Every note, bond, contract or other undertaking issued by or on behalf of the
Trust or Trustees relating to the Trust or to a Series or Class may include a
recitation limiting the obligation represented thereby to the Trust or to one or
more Series and its respective assets (but the omission of such a recitation
shall not operate to bind any Shareholder or Trustee of the Trust).
Section 6. Establishment and Designation of Series (or Class). The
Trustees may establish and designate one or more Series or Classes in their sole
discretion without obtaining the approval of the Shareholders of any Series or
Class thereof (except as otherwise required by the 1940 Act).

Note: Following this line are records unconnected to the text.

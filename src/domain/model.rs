use chrono::{DateTime, Utc};
use serde::{Deserialize, Serialize};
use std::collections::{BTreeMap, BTreeSet};

pub type FileId = u64;

/// Contents bookkeeping for one file. Block `i` holds bytes `[i * B, (i + 1) * B)`.
#[derive(Debug, Clone, PartialEq, Serialize, Deserialize)]
pub struct FileEntry {
    pub size: u64,
    pub blocks: Vec<u64>,
    pub created_at: DateTime<Utc>,
    pub modified_at: DateTime<Utc>,
}

impl FileEntry {
    pub fn new() -> Self {
        let now = Utc::now();
        Self {
            size: 0,
            blocks: Vec::new(),
            created_at: now,
            modified_at: now,
        }
    }

    pub fn touch(&mut self) {
        self.modified_at = Utc::now();
    }
}

impl Default for FileEntry {
    fn default() -> Self {
        Self::new()
    }
}

#[derive(Debug, Clone, PartialEq, Serialize, Deserialize)]
pub enum Node {
    Directory(DirectoryNode),
    File(FileId),
}

impl Node {
    pub fn kind(&self) -> NodeKind {
        match self {
            Node::Directory(_) => NodeKind::Directory,
            Node::File(_) => NodeKind::File,
        }
    }
}

#[derive(Debug, Clone, PartialEq, Serialize, Deserialize)]
pub struct DirectoryNode {
    entries: BTreeMap<String, Node>,
    pub created_at: DateTime<Utc>,
}

impl DirectoryNode {
    pub fn new() -> Self {
        Self {
            entries: BTreeMap::new(),
            created_at: Utc::now(),
        }
    }

    pub fn contains(&self, name: &str) -> bool {
        self.entries.contains_key(name)
    }

    pub fn get(&self, name: &str) -> Option<&Node> {
        self.entries.get(name)
    }

    pub fn get_mut(&mut self, name: &str) -> Option<&mut Node> {
        self.entries.get_mut(name)
    }

    pub fn insert(&mut self, name: String, node: Node) {
        self.entries.insert(name, node);
    }

    pub fn remove(&mut self, name: &str) -> Option<Node> {
        self.entries.remove(name)
    }

    pub fn is_empty(&self) -> bool {
        self.entries.is_empty()
    }

    pub fn len(&self) -> usize {
        self.entries.len()
    }

    /// Names in lexical order.
    pub fn names(&self) -> Vec<String> {
        self.entries.keys().cloned().collect()
    }

    pub fn iter(&self) -> impl Iterator<Item = (&String, &Node)> {
        self.entries.iter()
    }

    /// Ids of every file at or below this directory.
    pub fn collect_file_ids(&self, out: &mut Vec<FileId>) {
        for node in self.entries.values() {
            match node {
                Node::File(id) => out.push(*id),
                Node::Directory(dir) => dir.collect_file_ids(out),
            }
        }
    }

    pub fn count(&self) -> (usize, usize) {
        let mut directories = 0;
        let mut files = 0;
        for node in self.entries.values() {
            match node {
                Node::File(_) => files += 1,
                Node::Directory(dir) => {
                    let (d, f) = dir.count();
                    directories += d + 1;
                    files += f;
                }
            }
        }
        (directories, files)
    }
}

impl Default for DirectoryNode {
    fn default() -> Self {
        Self::new()
    }
}

/// Everything the container persists in its header region.
#[derive(Debug, Clone, PartialEq, Serialize, Deserialize)]
pub struct Header {
    pub root: DirectoryNode,
    pub files: BTreeMap<FileId, FileEntry>,
    pub free_blocks: BTreeSet<u64>,
    pub used_blocks: BTreeMap<u64, FileId>,
    pub block_count: u64,
    pub next_file_id: FileId,
}

impl Header {
    pub fn new() -> Self {
        Self {
            root: DirectoryNode::new(),
            files: BTreeMap::new(),
            free_blocks: BTreeSet::new(),
            used_blocks: BTreeMap::new(),
            block_count: 0,
            next_file_id: 1,
        }
    }

    pub fn allocate_file_id(&mut self) -> FileId {
        let id = self.next_file_id;
        self.next_file_id += 1;
        id
    }
}

impl Default for Header {
    fn default() -> Self {
        Self::new()
    }
}

#[derive(Debug, Clone, Copy, PartialEq, Eq, Serialize, Deserialize)]
#[serde(rename_all = "lowercase")]
pub enum NodeKind {
    Directory,
    File,
}

impl std::fmt::Display for NodeKind {
    fn fmt(&self, f: &mut std::fmt::Formatter<'_>) -> std::fmt::Result {
        f.pad(match self {
            NodeKind::Directory => "directory",
            NodeKind::File => "file",
        })
    }
}

#[derive(Debug, Clone, PartialEq, Serialize, Deserialize)]
pub struct Metadata {
    pub kind: NodeKind,
    pub size: u64,
    pub blocks: usize,
    /// Entry count for directories.
    pub entries: usize,
    pub created_at: DateTime<Utc>,
    pub modified_at: DateTime<Utc>,
}

#[derive(Debug, Clone, PartialEq, Eq, Serialize, Deserialize)]
pub struct ContainerStats {
    pub block_size: u64,
    pub header_size: u64,
    pub header_len: u64,
    pub block_count: u64,
    pub used_blocks: u64,
    pub free_blocks: u64,
    pub files: usize,
    pub directories: usize,
    pub container_len: u64,
}

#[derive(Debug, Clone, Copy, PartialEq, Eq, Serialize, Deserialize)]
pub struct DefragReport {
    pub moved_blocks: u64,
    pub reclaimed_blocks: u64,
    pub container_len: u64,
}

The establishment
and designation of any Series (or Class) of Shares shall be effective upon the
adoption by a majority of the then Trustees of a resolution that sets forth such
establishment and designation and the relative rights and preferences of such
Series (or Class), whether directly in such resolution or by reference to
another document including, without limitation, any registration statement of
the Trust, or as otherwise provided in such resolution.
Shares of each Series (or Class) established pursuant to this Article
III, unless otherwise provided in the resolution establishing such Series, shall
have the following relative rights and preferences:
(a) Assets Held with Respect to a Particular Series or Class.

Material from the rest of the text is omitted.